メルの場合は、父親が穏健派でも有力者だということで、試験もパスされたというが。


「ねえ和馬、あのおばあちゃん、どうしたんだろ?」


見れば、小柄な老婆が一人、所在なげにキョロキョロとロビーを見渡していた。

先程、門を通過したばかりの入国者の一人だった。

背丈はメルとほとんど変わらない。温厚そうな顔立ちの、上品な印象の女性だ。


「どうされました?」


近づいて声をかけた。困っている人は自分から進んで助ける、それも子どもの頃から父に何度も言い聞かされたことだ。

今の和馬は、それをいちいち考えるまでもなく実行できるようになっている。


「ええ……孫が、出迎えにくることになっているのですが……」


老婆は心配そうな表情で答えた。


「お孫さんがお一人で、ですか?」


「ええ、時間に遅れるような子ではないのですけれど……もしかしたら、あの子に何かあったのかしら、心配だわ……」


「受付に行ってみましょう。何か、連絡が来ているかもしれませんよ」


老婆の手を取り、受付まで連れていく。プライバシーに関わることなので、老婆と受付とのやり取りが耳に入らないよう距離をとった。


「ありがとうございます。どうやら、少しあの子が遅れてしまったようで……裏口にお迎えの車が来てくださっているようです」


「そうですか、それは良かったです」


老婆の安堵した表情に、和馬も笑みで応えた。丁重に何度も礼を言う彼女が、係員に付き添われて去っていく姿を見送った二人は、そのまま出入り口へと向かった。

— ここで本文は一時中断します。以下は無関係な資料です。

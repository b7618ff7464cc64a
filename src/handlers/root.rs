//! Landing page for `/`.
//!
//! Shows the monitor's current state at a glance (charger, last report,
//! record store fill and the heaviest uids of the newest bucket) followed by
//! links to the other endpoints.

use axum::{
    extract::State,
    http::StatusCode,
    response::{Html, IntoResponse, Response},
};
use std::fmt::Write as FmtWrite;
use tracing::{debug, error, instrument};
use uid_io_monitor::{ChargerState, StoreSummary, TimeBucket};

use crate::handlers::health::FOOTER_TEXT;
use crate::render::{format_bytes, format_ts};
use crate::state::SharedState;

/// Number of uids listed from the newest bucket.
const TOP_UIDS: usize = 5;

const STYLE: &str = "\
body { font-family: sans-serif; max-width: 760px; margin: 2em auto; color: #333; }
h1 { border-bottom: 2px solid #007bff; padding-bottom: 8px; }
table { border-collapse: collapse; width: 100%; margin-bottom: 1.5em; }
th, td { text-align: left; padding: 4px 8px; border-bottom: 1px solid #ddd; }
td.num { text-align: right; font-family: monospace; }
.footer { color: #666; font-size: 0.9em; margin-top: 2em; }";

/// Everything the page shows, gathered in one pass over the monitor.
struct LandingView {
    uptime_secs: u64,
    charger: ChargerState,
    interval_secs: u64,
    last_report_secs: Option<u64>,
    summary: StoreSummary,
    latest: Option<(u64, TimeBucket)>,
    health_enabled: bool,
}

/// Handler for the root `/` endpoint.
#[instrument(skip(state))]
pub async fn root_handler(State(state): State<SharedState>) -> Response {
    debug!("Processing / request");

    let uptime_secs = state.start_time.elapsed().as_secs();
    let interval_secs = state.config.monitor.report_interval_seconds;
    let health_enabled = state.config.enable_health.unwrap_or(true);
    let monitor = state.monitor.clone();

    let view = tokio::task::spawn_blocking(move || LandingView {
        uptime_secs,
        charger: monitor.charger_state(),
        interval_secs,
        last_report_secs: monitor.stats().seconds_since_last_report(),
        summary: monitor.store_summary(),
        latest: monitor.latest_bucket(),
        health_enabled,
    })
    .await;

    match view {
        Ok(view) => Html(render_landing_page(&view)).into_response(),
        Err(e) => {
            error!("Landing page task failed: {}", e);
            (StatusCode::INTERNAL_SERVER_ERROR, "Monitor unavailable\n").into_response()
        }
    }
}

fn render_landing_page(view: &LandingView) -> String {
    let mut out = String::new();
    writeln!(out, "<!DOCTYPE html>\n<html lang=\"en\">\n<head>").ok();
    writeln!(out, "<meta charset=\"UTF-8\">\n<title>UID I/O Monitor</title>").ok();
    writeln!(out, "<style>\n{}\n</style>\n</head>\n<body>", STYLE).ok();
    writeln!(out, "<h1>UID I/O Monitor</h1>").ok();

    let last_report = match view.last_report_secs {
        Some(secs) => format!("{}s ago", secs),
        None => "none yet".to_string(),
    };
    let s = &view.summary;
    let status_rows = [
        ("Charger", view.charger.to_string()),
        ("Uptime", format_uptime(view.uptime_secs)),
        ("Report interval", format!("{}s", view.interval_secs)),
        ("Last report", last_report),
        ("Buckets", s.buckets.to_string()),
        ("Records", format!("{} of {}", s.records, s.max_records)),
        ("Retention", format!("{}h", s.retention_seconds / 3600)),
        ("Oldest bucket", s.oldest_ts.map_or_else(|| "-".into(), format_ts)),
        ("Newest bucket", s.newest_ts.map_or_else(|| "-".into(), format_ts)),
    ];
    writeln!(out, "<table>").ok();
    for (label, value) in status_rows {
        writeln!(out, "<tr><th>{}</th><td>{}</td></tr>", label, value).ok();
    }
    writeln!(out, "</table>").ok();

    writeln!(out, "<h2>Newest bucket</h2>").ok();
    match &view.latest {
        Some((ts, bucket)) => {
            writeln!(
                out,
                "<p>{} .. {}, {} uids</p>",
                format_ts(bucket.start_ts),
                format_ts(*ts),
                bucket.len()
            )
            .ok();
            let mut records: Vec<_> = bucket.entries.iter().collect();
            records.sort_by(|a, b| b.total_bytes().cmp(&a.total_bytes()));

            writeln!(out, "<table>\n<tr><th>uid</th><th>total</th><th>tasks</th></tr>").ok();
            for record in records.into_iter().take(TOP_UIDS) {
                writeln!(
                    out,
                    "<tr><td>{}</td><td class=\"num\">{}</td><td class=\"num\">{}</td></tr>",
                    escape_html(&record.name),
                    format_bytes(record.total_bytes()),
                    record.task_ios.len()
                )
                .ok();
            }
            writeln!(out, "</table>").ok();
        }
        None => {
            writeln!(out, "<p>No bucket recorded yet.</p>").ok();
        }
    }

    writeln!(out, "<h2>Endpoints</h2>\n<ul>").ok();
    writeln!(out, "<li><a href=\"/metrics\">/metrics</a> Prometheus metrics</li>").ok();
    if view.health_enabled {
        writeln!(out, "<li><a href=\"/health\">/health</a> monitor statistics</li>").ok();
    }
    writeln!(
        out,
        "<li><a href=\"/dump\">/dump</a> history, <code>?hours=&amp;threshold=&amp;force=&amp;format=text|json</code></li>"
    )
    .ok();
    writeln!(
        out,
        "<li><a href=\"/charger\">/charger</a> charger state, <code>POST ?state=on|off</code> to switch</li>"
    )
    .ok();
    writeln!(out, "</ul>").ok();

    writeln!(out, "<p class=\"footer\">{}</p>\n</body>\n</html>", FOOTER_TEXT).ok();
    out
}

fn format_uptime(secs: u64) -> String {
    format!("{}h {}m {}s", secs / 3600, (secs % 3600) / 60, secs % 60)
}

/// Uid names come from the user database, so they are escaped.
fn escape_html(s: &str) -> String {
    s.replace('&', "&amp;")
        .replace('<', "&lt;")
        .replace('>', "&gt;")
}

仕事も終わり、老婆の一件も落着したので、後は帰宅するだけだ。


明日は土曜日だが、特に予定もない。学校の宿題を済ませたら、どこかへ出かけようか、あるいは家でのんびり過ごそうかとメルと相談していたが、


「ありゃ、あれってハズハズじゃない?」


「あっ……本当だ」


振り返ると、ロビーをうろうろする二階堂葉月の姿が見えた。

すでに入国者たちの大半は、家族や知人と共に施設を後にしている。

表情こそ窺えないが、葉月の焦った様子は遠目にも明らかだった。


「ハズハズ~」


メルが手を振ると、葉月は一瞬逃げ出すようなそぶりを見せたが――やがて、強張った表情で和馬たちの方へと早足で歩いてきた。

日頃のクールな雰囲気ではない。

和馬の腕にしがみついていたメルが、思わず身体を寄せてしまうほど鬼気迫る顔だった。


「ここで……その……お、お年寄りを見かけなかったか!?」


「え? ああ、それなら……」


和馬が事情を説明すると、葉月の顔色が変わった。完全に青ざめてしまっている。

一体あの老婆とどういう関係なのかと訝しく思ったが――。


(あ、そうか! もしかしたら二階堂さんの……)


「ハズハズのおばあちゃんだったんだっ!」


出迎えに来た孫とは、おそらく彼女のことだったのだろう。

用などない、というのはやはり取り繕うための嘘だったというわけだ。

葉月が血相を変えて受付に詰め寄る。

あまりの勢いに、受付の女性二人はおろおろと戸惑うばかりだ。


「私は遅れる、到着までこのロビーで待つように連絡したはずだ!」


「で、でも……こちらには、何も……」


「そんな筈はない! 確かに電話で……」


和馬とメルは顔を見合わせた。

葉月と受付の間に何らかの行き違いがあったとすれば、老婆が別れ際に言っていた『裏口の出迎え』とは一体――。


(まさか!)


恐ろしい結論に、和馬は息を呑んだ。

メルと目が合うと、彼女もすぐに気づいたのか大きく何度も頷いた。

メルがいきなり受付カウンターを軽やかに飛び越え、驚く受付嬢の額に自分の額を合わせて目を閉じる。

数秒後、メルは目をパッと見開くと――。


「やっぱり! この人、さっきまで魔術で……ずっと幻影を見せられていたんだよ!」


「何だと!?」


驚愕して立ち尽くす葉月に対し、和馬の行動は素早かった。

すぐにもう一人の受付嬢に、緊急事態であることを告げる。彼女がテーブルのボタンを押すと、警報がけたたましく鳴らされた。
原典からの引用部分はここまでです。